***** DATASET RECORDS *****

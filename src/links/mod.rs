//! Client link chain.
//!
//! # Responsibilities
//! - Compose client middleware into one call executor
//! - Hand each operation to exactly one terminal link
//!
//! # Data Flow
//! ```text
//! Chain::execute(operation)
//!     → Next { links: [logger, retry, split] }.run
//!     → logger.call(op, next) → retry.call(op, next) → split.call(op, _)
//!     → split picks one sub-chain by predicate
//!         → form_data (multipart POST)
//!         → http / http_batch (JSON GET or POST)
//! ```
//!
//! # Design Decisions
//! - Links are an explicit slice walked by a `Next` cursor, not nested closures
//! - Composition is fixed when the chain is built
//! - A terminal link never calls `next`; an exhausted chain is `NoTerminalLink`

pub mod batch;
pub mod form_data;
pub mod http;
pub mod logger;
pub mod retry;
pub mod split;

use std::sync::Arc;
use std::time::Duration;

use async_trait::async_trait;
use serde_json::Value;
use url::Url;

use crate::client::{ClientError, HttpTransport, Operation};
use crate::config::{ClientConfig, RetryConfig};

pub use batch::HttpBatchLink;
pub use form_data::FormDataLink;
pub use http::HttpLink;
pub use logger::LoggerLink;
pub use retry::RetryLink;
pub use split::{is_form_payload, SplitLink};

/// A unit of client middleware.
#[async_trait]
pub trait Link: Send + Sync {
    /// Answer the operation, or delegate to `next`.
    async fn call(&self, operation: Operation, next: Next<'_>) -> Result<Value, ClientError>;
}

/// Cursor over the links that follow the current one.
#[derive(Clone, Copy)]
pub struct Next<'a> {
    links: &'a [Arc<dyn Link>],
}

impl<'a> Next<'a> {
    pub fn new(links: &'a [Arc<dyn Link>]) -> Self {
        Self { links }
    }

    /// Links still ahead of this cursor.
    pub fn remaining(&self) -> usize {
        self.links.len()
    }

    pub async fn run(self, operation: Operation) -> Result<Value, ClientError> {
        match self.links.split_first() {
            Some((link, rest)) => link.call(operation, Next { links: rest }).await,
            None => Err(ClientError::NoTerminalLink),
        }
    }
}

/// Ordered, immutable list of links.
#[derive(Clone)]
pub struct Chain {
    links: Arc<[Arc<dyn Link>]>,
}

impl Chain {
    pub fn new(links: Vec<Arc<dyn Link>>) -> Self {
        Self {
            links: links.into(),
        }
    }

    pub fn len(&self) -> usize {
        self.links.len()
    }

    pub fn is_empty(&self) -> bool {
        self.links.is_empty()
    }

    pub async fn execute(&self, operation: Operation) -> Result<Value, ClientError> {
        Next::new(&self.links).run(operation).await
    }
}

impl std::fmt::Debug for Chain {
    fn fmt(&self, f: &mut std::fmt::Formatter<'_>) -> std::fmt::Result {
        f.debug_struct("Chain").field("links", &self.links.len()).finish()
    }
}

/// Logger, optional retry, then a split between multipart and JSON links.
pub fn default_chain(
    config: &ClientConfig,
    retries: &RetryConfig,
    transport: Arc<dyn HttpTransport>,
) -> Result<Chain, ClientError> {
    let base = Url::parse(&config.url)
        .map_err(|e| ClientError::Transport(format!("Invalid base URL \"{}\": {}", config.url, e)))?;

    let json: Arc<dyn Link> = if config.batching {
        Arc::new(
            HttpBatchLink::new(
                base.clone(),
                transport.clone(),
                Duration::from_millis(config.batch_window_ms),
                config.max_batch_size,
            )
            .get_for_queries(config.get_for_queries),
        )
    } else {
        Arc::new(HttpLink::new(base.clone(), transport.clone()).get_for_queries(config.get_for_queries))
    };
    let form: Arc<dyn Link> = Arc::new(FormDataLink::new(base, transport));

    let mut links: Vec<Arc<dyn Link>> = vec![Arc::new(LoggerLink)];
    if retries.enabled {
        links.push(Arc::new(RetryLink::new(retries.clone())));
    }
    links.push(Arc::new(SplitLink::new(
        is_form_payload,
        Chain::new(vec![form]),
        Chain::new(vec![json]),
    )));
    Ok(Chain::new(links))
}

*****
***** DATASET RECORDS *****

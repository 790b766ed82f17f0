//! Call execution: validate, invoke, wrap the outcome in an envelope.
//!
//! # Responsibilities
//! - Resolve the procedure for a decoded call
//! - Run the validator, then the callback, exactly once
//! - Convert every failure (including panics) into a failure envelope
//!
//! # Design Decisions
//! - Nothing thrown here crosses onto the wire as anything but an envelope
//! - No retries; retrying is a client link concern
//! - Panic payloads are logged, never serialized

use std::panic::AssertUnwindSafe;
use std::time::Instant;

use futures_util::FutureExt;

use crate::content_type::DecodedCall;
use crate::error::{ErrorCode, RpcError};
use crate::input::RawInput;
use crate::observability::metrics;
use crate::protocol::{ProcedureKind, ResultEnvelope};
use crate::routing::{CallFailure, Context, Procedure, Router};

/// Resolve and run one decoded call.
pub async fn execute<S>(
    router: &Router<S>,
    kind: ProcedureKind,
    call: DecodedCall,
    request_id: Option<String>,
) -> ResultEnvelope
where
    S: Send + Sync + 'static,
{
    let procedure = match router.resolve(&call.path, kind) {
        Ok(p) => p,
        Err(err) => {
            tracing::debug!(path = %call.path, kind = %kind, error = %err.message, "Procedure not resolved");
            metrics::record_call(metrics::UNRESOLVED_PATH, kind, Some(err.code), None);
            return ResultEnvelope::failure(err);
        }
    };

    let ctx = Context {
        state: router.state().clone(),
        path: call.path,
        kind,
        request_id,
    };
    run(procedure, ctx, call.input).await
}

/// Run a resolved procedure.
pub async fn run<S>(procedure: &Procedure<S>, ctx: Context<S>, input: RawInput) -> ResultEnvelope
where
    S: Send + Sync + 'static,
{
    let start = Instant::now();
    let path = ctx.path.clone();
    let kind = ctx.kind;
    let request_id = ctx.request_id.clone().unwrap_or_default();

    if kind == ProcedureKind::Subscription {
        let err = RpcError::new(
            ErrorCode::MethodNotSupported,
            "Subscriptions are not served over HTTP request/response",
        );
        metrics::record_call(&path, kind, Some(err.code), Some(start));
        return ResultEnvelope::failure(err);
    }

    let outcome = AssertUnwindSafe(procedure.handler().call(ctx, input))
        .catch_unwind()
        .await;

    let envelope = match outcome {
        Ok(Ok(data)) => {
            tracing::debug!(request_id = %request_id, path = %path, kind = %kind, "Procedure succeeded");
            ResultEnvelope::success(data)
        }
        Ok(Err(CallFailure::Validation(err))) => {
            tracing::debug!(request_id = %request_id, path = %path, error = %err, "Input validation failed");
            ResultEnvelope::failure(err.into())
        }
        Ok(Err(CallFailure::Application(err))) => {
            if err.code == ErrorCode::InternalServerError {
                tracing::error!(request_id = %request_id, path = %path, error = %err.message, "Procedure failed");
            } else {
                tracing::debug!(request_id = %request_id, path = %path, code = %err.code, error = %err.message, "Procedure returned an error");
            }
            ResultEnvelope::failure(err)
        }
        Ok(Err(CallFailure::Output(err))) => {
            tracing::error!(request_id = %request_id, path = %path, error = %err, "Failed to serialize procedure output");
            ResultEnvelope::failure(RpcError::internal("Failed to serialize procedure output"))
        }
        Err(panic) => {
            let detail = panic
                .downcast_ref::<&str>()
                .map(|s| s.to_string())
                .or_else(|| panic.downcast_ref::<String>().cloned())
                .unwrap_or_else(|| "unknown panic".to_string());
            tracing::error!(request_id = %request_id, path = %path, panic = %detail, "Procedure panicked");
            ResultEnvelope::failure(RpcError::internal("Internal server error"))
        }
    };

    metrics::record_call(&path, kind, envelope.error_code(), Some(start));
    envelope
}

*****
***** DATASET RECORDS *****

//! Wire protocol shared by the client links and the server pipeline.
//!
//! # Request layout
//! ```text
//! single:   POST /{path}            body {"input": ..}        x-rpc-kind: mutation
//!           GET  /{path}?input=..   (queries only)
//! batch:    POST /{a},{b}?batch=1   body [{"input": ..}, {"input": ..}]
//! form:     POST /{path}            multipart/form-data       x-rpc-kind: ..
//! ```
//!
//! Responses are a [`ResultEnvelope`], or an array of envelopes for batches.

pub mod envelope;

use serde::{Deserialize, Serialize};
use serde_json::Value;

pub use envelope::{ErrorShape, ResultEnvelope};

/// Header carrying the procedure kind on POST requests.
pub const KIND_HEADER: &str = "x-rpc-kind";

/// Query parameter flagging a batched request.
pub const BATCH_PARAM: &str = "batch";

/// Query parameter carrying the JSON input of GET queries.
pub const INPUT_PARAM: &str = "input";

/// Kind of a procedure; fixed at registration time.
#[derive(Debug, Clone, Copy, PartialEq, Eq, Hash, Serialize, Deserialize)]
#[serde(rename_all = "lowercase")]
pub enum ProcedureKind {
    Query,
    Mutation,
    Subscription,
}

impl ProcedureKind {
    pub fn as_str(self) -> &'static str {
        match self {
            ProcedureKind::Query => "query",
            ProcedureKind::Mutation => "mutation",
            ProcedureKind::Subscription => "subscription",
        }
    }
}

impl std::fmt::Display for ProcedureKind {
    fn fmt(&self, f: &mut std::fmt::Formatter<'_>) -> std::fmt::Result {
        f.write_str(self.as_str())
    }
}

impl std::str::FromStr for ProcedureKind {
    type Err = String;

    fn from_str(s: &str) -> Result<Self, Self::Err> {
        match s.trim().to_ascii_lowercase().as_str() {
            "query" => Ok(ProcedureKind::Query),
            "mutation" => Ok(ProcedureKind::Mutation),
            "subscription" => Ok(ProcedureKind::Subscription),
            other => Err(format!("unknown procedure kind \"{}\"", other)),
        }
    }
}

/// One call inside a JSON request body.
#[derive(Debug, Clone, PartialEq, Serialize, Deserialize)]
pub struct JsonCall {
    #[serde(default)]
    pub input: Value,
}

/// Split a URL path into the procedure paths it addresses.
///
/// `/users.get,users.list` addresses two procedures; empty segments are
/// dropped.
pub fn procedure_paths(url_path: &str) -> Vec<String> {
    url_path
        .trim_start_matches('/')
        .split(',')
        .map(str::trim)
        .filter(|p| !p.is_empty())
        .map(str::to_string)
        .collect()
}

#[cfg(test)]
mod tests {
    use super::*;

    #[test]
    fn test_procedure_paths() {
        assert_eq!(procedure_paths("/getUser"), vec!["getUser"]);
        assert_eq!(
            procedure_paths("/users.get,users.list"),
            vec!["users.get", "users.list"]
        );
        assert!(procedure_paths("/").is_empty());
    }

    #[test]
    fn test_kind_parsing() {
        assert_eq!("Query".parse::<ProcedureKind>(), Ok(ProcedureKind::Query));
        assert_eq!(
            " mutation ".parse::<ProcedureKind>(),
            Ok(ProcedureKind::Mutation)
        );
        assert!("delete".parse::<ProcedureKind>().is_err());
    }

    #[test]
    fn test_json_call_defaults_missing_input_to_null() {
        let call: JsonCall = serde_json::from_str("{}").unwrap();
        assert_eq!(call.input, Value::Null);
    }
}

*****

= ACTION ITEM =
The lines above from the one containing "use std::sync::Arc;" through the one containing "pub use form_data::FormDataLink;" are to be set down exactly, and no others.

= WRITTEN SOLUTION =
use std::sync::Arc;
use std::time::Duration;

use async_trait::async_trait;
use serde_json::Value;
use url::Url;

use crate::client::{ClientError, HttpTransport, Operation};
use crate::config::{ClientConfig, RetryConfig};

pub use batch::HttpBatchLink;
pub use form_data::FormDataLink;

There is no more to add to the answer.